Pull every line containing the word "brightness" from the records.

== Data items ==
##########

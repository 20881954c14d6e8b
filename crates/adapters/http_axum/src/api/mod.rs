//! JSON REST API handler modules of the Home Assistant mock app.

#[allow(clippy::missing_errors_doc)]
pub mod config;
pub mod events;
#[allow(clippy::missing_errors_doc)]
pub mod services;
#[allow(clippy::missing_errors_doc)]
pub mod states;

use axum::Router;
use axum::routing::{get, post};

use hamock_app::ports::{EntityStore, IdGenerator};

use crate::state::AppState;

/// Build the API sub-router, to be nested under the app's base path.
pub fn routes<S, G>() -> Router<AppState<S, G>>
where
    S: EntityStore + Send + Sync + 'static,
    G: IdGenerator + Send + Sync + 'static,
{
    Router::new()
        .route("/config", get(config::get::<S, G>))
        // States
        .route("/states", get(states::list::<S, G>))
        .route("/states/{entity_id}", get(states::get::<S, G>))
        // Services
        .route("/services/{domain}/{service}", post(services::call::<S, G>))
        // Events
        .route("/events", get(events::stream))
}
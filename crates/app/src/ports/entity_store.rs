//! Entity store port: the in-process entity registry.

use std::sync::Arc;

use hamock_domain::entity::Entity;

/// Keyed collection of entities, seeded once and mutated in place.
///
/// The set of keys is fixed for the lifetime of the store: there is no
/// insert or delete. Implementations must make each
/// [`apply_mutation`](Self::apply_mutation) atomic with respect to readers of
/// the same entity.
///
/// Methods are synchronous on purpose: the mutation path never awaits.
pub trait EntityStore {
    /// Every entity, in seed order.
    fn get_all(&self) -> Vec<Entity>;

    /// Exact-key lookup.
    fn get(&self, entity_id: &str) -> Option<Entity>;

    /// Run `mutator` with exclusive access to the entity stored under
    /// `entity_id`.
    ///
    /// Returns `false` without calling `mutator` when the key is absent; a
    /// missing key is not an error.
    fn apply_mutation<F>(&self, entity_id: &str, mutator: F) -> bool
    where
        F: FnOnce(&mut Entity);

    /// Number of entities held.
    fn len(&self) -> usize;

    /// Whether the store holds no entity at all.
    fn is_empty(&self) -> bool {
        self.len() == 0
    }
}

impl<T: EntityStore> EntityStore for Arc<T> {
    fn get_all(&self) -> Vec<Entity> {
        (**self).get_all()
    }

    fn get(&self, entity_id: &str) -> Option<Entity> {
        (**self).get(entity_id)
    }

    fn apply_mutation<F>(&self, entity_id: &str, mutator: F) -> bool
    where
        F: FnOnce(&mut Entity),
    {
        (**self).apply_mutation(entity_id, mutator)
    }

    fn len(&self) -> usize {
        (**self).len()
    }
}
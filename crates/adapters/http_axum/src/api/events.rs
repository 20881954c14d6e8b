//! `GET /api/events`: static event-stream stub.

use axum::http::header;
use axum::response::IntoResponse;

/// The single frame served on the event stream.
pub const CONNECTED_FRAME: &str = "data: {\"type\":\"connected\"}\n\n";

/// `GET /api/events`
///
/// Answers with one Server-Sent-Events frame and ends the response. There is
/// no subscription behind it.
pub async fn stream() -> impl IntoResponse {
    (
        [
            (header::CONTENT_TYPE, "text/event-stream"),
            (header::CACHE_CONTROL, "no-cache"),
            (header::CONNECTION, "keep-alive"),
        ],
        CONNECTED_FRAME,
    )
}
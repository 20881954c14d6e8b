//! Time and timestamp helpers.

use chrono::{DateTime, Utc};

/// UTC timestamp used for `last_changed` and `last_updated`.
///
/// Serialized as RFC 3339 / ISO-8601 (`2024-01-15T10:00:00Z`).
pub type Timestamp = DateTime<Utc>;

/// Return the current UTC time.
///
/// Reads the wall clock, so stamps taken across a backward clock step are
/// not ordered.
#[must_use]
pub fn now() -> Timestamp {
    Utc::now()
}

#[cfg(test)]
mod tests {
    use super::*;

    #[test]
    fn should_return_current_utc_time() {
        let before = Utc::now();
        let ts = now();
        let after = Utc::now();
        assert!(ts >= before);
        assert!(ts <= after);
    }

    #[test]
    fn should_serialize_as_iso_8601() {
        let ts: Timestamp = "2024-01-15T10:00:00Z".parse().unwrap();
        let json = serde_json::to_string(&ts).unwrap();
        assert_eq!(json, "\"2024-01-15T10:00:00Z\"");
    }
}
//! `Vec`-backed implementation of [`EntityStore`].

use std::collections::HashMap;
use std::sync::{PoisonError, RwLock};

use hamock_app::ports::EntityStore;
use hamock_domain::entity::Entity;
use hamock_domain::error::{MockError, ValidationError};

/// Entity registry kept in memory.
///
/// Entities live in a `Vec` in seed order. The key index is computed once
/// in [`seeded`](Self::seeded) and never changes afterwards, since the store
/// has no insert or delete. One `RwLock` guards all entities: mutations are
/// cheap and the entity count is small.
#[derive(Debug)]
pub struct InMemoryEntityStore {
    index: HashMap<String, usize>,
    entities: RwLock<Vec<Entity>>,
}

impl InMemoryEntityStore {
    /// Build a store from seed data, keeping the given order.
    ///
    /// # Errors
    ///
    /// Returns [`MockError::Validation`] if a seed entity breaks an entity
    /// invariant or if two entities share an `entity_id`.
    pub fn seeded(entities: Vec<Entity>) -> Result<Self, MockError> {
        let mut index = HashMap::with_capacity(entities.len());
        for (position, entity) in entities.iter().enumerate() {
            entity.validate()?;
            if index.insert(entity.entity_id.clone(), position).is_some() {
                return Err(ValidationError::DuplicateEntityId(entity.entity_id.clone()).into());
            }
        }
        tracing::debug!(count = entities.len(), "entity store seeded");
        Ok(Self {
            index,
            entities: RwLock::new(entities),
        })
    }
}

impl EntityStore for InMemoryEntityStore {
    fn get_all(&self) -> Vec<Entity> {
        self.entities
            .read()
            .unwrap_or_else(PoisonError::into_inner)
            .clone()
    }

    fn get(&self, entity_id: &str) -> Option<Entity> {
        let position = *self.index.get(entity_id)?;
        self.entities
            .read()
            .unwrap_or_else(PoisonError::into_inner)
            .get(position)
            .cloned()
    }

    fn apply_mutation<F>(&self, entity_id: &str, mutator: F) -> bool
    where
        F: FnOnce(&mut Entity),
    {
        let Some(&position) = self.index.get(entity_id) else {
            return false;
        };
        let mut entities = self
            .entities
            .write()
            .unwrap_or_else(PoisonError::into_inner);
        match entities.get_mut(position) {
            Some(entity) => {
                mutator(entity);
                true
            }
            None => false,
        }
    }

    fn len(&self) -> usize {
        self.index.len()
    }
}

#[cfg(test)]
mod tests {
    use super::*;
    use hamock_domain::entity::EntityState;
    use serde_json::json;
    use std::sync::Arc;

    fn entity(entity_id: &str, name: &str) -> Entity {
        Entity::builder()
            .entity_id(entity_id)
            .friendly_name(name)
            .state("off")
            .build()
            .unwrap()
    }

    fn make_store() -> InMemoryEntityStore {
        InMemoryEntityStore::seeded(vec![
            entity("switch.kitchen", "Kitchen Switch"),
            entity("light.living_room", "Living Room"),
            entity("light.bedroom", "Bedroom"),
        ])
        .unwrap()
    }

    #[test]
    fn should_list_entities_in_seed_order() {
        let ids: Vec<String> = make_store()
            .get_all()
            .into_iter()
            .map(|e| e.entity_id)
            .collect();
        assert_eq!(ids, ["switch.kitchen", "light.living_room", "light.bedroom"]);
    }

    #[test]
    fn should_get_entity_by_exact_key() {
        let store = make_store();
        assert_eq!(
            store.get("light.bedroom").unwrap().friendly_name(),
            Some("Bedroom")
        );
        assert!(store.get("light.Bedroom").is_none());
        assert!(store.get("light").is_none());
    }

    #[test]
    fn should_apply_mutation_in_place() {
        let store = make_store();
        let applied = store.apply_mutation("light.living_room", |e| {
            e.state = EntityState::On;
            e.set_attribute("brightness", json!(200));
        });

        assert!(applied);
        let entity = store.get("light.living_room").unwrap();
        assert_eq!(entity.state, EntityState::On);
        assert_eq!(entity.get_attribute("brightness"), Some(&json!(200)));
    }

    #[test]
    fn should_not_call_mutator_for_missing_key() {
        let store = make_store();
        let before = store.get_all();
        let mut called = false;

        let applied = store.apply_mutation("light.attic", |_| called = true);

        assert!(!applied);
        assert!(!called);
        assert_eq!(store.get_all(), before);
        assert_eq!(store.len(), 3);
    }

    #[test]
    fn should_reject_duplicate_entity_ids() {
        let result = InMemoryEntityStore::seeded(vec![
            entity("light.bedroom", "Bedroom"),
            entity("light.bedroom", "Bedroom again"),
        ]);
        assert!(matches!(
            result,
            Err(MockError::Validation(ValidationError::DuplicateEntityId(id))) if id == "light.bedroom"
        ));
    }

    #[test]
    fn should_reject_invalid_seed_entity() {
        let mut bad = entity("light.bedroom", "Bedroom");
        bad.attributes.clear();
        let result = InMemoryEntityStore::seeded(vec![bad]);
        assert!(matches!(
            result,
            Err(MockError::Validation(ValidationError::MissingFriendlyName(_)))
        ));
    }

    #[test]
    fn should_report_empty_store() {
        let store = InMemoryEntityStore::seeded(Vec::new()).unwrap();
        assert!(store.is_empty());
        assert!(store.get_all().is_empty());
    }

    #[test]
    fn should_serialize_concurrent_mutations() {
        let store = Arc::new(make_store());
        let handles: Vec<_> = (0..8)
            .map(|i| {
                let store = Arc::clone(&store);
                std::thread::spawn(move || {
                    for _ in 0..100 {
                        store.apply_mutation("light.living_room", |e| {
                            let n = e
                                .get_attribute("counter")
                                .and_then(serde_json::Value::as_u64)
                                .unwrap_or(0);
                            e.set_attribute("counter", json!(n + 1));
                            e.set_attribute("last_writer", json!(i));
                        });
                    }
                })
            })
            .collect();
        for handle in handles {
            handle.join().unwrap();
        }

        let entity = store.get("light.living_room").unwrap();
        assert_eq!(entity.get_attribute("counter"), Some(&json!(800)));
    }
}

##########

== Answer to this exercise ==
            e.set_attribute("brightness", json!(200));
        assert_eq!(entity.get_attribute("brightness"), Some(&json!(200)));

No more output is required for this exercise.